- About this exercise -
Output every line from the beginning of the records through the line that contains "in coordinate order.", exactly as it appears.

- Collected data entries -
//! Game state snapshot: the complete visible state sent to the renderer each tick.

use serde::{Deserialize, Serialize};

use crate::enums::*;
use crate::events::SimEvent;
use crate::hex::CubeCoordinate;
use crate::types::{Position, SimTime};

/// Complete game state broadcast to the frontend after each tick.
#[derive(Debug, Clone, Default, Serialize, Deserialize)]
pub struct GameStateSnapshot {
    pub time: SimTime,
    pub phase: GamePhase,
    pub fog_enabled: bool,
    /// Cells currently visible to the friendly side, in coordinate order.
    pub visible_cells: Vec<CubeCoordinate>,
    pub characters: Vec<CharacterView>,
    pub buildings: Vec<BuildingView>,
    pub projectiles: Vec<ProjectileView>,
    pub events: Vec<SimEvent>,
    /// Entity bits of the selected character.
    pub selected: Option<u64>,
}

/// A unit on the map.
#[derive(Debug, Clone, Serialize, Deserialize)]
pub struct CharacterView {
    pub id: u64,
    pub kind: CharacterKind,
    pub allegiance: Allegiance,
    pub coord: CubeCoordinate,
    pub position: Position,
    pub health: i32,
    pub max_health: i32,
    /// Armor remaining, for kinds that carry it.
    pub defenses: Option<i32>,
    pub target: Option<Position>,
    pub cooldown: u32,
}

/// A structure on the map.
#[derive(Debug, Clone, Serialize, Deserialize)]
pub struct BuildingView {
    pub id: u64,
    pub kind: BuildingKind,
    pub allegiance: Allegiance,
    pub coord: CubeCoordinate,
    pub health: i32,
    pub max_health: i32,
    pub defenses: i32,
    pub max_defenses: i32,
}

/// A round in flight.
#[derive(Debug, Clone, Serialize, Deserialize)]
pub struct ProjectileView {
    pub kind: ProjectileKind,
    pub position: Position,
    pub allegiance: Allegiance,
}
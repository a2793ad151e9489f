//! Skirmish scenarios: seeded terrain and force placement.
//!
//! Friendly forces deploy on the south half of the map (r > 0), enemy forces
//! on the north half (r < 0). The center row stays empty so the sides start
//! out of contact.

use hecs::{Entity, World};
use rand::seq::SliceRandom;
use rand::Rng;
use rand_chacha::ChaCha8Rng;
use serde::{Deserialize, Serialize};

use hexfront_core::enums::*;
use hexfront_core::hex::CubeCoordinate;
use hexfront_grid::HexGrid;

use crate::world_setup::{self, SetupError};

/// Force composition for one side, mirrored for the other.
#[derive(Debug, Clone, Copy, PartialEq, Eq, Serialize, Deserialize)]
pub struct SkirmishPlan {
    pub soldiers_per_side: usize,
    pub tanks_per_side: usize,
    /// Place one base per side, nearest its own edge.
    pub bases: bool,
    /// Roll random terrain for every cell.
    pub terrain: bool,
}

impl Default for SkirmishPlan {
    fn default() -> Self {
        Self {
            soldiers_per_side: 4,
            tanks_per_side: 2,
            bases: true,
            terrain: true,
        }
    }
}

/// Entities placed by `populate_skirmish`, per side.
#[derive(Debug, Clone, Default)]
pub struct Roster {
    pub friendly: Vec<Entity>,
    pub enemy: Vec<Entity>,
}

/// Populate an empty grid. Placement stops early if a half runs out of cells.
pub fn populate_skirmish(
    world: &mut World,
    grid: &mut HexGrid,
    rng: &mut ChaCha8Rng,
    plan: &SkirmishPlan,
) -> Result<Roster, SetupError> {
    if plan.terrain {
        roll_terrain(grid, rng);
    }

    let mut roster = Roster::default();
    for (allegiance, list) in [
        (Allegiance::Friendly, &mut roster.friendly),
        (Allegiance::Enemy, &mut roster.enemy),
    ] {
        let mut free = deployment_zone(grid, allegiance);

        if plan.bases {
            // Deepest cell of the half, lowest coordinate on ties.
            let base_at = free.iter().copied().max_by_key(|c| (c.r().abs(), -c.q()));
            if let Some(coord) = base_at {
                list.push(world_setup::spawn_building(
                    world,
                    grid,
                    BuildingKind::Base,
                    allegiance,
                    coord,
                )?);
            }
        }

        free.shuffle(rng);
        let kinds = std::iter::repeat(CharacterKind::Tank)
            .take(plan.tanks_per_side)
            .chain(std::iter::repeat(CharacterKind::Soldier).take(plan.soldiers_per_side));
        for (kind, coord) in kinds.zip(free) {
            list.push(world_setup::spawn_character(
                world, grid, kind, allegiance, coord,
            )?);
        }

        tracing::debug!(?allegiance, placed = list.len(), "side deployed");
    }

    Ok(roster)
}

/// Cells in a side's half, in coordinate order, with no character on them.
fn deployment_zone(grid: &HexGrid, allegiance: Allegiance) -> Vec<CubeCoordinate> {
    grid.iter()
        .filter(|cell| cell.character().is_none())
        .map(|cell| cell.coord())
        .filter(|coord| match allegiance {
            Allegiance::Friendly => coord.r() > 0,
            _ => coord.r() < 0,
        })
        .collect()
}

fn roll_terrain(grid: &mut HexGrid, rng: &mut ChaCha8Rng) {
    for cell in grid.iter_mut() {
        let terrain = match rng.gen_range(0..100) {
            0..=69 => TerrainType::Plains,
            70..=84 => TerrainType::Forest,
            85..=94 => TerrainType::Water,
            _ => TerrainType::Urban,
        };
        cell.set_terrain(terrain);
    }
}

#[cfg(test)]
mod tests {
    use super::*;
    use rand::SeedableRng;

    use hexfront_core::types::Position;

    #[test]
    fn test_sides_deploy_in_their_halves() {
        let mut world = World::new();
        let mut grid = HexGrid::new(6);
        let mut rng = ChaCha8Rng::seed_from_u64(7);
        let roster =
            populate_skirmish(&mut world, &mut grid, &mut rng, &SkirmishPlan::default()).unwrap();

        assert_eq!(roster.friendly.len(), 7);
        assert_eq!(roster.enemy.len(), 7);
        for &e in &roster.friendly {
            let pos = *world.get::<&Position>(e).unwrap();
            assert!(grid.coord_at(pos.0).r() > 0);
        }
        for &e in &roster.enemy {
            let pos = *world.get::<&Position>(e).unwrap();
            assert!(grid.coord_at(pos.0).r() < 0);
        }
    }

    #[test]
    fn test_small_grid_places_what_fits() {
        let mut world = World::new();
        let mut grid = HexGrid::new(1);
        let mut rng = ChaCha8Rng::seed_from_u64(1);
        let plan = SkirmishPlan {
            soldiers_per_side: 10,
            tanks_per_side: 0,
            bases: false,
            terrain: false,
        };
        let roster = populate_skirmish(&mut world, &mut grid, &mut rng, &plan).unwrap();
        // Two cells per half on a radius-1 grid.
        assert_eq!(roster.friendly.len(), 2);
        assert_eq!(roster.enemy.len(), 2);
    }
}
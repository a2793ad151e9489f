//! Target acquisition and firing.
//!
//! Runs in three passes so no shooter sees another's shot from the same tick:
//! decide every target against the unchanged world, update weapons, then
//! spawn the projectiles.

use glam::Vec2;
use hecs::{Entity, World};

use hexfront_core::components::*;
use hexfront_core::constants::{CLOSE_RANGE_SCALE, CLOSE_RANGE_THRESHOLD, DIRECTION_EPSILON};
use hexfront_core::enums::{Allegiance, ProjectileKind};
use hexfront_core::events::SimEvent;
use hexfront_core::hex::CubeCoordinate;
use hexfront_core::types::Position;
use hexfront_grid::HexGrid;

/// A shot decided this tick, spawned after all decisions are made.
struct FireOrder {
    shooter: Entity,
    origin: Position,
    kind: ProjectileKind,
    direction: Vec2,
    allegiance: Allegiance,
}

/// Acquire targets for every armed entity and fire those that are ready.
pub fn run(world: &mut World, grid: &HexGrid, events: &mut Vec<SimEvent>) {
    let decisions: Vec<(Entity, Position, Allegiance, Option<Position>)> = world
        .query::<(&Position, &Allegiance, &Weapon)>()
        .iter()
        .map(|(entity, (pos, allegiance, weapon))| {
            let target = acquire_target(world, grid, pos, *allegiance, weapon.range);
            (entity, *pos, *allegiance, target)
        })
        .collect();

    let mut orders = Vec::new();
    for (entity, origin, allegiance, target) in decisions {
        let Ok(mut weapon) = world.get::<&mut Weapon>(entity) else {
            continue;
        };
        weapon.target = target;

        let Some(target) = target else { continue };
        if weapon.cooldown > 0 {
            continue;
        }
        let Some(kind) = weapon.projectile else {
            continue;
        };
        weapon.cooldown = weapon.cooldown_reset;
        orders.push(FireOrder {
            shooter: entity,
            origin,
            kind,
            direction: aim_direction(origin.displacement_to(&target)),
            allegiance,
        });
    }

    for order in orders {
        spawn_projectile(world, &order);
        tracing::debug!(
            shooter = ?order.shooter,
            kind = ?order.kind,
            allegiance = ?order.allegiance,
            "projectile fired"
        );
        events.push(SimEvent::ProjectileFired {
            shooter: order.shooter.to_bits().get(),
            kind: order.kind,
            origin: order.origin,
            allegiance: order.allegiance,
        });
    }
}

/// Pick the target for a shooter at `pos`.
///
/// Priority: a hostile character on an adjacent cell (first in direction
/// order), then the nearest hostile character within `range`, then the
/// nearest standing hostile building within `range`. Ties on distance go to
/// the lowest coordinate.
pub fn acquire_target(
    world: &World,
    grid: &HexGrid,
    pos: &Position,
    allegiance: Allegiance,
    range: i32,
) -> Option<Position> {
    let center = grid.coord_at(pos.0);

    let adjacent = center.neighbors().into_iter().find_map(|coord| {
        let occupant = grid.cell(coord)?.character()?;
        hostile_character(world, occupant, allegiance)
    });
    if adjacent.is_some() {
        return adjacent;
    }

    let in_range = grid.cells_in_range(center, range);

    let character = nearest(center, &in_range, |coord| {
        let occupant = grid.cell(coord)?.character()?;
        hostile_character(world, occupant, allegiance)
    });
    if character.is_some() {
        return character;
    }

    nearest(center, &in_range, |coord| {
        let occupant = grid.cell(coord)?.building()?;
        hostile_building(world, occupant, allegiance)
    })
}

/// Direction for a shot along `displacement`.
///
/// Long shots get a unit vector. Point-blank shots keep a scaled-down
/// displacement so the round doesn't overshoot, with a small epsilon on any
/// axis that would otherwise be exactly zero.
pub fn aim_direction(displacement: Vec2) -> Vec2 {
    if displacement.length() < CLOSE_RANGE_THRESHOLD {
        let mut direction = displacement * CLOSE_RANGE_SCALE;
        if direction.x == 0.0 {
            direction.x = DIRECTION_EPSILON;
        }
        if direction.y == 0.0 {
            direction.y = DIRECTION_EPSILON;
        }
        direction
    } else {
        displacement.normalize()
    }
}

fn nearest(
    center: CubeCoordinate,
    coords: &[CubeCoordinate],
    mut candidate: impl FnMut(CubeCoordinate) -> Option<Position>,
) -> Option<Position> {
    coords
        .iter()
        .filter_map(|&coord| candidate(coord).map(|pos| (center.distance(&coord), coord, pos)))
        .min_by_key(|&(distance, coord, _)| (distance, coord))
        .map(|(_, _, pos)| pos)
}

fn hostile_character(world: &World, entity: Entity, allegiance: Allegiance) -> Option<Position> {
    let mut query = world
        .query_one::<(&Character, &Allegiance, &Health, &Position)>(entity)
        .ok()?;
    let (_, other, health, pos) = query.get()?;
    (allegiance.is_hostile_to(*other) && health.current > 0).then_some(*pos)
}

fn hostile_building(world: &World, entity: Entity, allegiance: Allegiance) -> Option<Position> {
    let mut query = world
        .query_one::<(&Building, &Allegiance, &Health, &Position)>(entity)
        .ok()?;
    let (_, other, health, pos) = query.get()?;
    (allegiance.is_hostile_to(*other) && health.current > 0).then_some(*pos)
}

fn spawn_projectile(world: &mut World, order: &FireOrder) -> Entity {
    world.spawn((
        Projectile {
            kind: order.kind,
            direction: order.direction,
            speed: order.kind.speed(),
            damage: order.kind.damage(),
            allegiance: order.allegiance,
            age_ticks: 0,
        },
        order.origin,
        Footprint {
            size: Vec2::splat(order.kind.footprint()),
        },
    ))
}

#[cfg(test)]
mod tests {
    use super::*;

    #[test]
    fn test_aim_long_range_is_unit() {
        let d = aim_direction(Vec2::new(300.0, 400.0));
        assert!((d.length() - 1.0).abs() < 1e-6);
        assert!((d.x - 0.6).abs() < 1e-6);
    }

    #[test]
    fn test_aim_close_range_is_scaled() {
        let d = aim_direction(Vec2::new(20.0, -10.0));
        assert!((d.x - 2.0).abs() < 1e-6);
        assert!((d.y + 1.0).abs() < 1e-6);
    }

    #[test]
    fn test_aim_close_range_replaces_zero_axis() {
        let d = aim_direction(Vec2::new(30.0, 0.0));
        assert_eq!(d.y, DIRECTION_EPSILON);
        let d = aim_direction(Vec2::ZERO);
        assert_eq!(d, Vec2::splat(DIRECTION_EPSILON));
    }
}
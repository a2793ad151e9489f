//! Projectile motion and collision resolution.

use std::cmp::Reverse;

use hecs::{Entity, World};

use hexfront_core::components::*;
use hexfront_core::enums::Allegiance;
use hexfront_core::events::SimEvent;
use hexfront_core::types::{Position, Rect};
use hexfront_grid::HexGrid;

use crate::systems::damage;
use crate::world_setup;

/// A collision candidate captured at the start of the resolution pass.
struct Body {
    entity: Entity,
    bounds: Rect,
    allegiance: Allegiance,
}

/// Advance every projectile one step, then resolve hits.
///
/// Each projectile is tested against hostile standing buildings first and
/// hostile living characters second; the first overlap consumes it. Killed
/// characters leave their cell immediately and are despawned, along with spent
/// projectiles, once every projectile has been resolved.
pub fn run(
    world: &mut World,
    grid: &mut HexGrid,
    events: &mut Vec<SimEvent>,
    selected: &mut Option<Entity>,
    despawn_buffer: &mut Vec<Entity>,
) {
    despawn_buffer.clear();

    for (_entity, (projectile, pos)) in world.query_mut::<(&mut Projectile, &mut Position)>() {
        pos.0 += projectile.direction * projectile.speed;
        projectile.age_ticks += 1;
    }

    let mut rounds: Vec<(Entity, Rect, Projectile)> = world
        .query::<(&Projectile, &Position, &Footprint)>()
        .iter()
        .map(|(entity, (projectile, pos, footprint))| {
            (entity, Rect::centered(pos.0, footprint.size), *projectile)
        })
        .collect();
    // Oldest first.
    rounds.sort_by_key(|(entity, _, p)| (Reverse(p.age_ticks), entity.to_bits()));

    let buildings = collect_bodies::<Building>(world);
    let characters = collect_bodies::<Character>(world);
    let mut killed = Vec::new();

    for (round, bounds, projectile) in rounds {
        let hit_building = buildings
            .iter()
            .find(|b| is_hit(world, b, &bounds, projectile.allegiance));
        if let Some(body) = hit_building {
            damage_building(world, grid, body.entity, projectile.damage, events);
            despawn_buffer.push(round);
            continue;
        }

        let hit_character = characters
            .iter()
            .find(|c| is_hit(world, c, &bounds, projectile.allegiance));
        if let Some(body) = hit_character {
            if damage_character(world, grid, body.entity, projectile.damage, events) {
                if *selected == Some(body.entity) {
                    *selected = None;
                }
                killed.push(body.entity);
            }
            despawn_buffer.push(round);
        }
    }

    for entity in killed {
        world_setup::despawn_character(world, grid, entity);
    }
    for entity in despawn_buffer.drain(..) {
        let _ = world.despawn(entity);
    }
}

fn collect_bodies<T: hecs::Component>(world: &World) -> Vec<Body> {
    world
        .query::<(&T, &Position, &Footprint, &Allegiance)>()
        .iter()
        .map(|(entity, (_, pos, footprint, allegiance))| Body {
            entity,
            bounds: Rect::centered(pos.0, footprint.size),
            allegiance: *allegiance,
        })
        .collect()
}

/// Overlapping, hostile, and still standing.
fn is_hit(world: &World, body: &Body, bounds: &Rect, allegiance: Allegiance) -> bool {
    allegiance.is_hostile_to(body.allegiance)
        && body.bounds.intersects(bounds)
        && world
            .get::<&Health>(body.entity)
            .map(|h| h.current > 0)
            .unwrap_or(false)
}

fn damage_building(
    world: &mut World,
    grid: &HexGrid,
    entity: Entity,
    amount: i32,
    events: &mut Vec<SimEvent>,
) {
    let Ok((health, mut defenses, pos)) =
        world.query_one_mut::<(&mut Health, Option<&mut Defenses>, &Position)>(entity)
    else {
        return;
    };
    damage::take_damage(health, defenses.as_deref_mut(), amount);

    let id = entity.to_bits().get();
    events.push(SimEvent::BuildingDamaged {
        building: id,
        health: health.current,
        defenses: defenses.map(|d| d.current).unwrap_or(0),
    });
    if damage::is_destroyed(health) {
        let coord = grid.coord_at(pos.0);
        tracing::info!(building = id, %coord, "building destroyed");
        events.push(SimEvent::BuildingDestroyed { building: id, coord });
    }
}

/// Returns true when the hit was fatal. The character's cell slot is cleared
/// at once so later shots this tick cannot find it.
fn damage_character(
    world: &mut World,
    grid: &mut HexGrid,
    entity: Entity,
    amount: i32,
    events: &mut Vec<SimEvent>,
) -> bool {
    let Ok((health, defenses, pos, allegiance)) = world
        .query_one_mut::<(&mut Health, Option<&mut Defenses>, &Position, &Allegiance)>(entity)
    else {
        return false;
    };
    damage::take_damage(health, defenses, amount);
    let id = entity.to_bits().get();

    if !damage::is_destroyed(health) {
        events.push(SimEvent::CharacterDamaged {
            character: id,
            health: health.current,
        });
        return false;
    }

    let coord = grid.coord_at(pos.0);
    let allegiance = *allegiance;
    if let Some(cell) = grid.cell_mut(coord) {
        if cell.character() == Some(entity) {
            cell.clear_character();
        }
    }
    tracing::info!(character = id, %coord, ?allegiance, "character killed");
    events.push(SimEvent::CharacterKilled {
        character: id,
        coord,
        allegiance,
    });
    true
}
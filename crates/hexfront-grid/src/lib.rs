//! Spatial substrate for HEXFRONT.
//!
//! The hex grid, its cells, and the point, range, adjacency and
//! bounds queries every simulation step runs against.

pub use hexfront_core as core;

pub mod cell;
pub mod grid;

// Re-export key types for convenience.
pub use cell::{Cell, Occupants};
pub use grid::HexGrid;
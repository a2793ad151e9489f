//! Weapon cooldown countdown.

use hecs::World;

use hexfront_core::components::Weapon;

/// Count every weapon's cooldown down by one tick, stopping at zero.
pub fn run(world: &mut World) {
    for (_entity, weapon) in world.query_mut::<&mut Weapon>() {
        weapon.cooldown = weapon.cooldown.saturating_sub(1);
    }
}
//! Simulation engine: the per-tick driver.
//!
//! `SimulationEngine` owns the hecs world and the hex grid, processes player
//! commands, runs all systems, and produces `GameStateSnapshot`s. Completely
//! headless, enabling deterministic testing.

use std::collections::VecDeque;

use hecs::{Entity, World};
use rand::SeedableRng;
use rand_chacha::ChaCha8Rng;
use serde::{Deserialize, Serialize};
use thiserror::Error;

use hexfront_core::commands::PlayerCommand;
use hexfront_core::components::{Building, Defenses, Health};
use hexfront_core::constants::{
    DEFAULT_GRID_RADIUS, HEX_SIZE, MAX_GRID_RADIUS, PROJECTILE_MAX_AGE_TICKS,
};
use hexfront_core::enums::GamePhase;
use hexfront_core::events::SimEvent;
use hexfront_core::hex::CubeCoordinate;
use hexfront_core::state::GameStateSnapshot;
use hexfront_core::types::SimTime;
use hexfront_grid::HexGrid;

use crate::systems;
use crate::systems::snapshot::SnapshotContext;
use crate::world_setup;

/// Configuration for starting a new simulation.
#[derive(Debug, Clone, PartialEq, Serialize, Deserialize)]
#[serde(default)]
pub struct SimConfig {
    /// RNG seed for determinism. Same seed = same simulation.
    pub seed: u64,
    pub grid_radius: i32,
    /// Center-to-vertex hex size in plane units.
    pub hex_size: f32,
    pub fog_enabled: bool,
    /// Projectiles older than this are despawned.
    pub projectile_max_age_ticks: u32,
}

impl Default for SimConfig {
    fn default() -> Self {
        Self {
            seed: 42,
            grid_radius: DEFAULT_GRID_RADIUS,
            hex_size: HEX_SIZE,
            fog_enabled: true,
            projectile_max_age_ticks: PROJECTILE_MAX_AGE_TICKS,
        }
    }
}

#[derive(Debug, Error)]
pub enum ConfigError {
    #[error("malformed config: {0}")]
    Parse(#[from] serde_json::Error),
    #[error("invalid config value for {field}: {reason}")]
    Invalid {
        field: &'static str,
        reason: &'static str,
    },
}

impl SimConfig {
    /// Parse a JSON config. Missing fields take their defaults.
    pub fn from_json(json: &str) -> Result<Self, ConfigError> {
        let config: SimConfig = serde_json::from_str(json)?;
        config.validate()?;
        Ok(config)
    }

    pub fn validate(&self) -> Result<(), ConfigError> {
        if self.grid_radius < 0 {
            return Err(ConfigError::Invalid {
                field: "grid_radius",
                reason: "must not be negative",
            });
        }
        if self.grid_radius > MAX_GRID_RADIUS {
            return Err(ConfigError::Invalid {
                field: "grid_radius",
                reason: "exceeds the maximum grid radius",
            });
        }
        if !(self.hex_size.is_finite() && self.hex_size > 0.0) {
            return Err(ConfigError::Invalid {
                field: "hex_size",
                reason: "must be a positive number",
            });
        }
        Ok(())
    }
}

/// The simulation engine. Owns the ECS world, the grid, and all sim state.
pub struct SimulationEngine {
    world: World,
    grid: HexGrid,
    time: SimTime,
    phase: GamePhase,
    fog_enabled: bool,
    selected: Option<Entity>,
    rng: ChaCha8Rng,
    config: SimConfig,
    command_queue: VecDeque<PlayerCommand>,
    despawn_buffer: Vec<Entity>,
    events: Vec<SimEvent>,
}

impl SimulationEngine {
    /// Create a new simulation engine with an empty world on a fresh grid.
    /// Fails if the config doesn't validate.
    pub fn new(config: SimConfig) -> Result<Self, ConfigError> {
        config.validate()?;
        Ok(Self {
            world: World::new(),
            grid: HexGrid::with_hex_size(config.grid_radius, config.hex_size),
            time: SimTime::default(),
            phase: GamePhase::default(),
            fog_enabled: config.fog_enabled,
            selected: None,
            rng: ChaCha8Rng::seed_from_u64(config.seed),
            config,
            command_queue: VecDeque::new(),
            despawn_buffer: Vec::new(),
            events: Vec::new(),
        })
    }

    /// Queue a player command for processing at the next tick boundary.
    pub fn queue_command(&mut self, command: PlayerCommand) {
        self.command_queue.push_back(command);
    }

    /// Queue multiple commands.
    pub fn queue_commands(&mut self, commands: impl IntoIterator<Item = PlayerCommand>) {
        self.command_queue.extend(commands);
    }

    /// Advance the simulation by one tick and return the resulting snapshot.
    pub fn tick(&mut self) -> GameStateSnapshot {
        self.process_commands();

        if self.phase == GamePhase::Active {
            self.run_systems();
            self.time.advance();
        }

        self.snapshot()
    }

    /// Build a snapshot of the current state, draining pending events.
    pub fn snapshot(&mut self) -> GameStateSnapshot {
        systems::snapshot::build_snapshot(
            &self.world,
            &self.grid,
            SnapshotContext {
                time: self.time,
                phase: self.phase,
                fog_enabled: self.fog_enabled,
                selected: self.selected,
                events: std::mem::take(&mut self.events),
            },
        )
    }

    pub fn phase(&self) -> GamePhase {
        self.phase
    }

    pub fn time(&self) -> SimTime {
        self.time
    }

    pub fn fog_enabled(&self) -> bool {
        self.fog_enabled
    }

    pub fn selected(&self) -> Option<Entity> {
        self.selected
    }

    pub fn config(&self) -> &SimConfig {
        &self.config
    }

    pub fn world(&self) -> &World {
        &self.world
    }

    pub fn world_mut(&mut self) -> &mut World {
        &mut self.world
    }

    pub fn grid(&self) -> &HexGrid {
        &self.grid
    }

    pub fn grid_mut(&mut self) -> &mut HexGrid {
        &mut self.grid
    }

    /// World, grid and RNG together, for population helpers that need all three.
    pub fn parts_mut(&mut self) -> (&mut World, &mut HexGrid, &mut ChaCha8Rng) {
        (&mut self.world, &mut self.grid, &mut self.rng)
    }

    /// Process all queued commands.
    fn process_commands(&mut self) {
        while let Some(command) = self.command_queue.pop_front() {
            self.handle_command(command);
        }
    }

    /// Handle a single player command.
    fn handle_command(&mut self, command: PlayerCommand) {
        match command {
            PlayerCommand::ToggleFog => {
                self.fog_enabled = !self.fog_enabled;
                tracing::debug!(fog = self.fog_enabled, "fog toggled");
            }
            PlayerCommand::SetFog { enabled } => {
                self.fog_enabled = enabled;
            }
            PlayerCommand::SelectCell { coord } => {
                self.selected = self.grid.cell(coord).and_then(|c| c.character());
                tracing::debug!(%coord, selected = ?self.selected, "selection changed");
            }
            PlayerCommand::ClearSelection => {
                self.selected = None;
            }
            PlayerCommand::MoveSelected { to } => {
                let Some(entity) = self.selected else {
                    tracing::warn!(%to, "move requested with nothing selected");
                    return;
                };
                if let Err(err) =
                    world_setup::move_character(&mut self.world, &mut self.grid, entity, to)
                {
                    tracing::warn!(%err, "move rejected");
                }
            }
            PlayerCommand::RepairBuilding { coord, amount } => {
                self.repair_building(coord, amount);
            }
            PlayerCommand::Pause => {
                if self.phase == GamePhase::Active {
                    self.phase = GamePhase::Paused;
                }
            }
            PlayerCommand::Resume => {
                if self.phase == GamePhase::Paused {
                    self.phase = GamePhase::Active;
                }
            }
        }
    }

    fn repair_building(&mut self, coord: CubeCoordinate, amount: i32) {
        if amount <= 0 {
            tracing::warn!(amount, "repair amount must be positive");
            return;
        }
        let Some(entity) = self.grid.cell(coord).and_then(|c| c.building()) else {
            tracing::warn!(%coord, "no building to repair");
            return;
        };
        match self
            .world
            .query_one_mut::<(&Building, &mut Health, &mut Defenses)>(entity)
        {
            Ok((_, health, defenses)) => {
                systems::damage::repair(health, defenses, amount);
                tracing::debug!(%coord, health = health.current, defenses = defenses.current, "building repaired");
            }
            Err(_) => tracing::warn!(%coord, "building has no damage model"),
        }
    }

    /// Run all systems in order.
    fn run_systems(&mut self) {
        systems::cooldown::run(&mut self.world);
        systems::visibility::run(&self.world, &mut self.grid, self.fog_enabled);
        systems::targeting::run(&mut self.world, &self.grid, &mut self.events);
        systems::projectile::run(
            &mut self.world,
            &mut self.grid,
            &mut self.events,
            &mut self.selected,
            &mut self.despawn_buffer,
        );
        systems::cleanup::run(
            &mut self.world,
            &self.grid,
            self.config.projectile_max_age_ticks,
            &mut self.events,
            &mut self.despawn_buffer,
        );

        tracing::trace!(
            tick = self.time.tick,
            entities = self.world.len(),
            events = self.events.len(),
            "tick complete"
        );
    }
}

- Answer below -
//! Game state snapshot: the complete visible state sent to the renderer each tick.

use serde::{Deserialize, Serialize};

use crate::enums::*;
use crate::events::SimEvent;
use crate::hex::CubeCoordinate;
use crate::types::{Position, SimTime};

/// Complete game state broadcast to the frontend after each tick.
#[derive(Debug, Clone, Default, Serialize, Deserialize)]
pub struct GameStateSnapshot {
    pub time: SimTime,
    pub phase: GamePhase,
    pub fog_enabled: bool,
    /// Cells currently visible to the friendly side, in coordinate order.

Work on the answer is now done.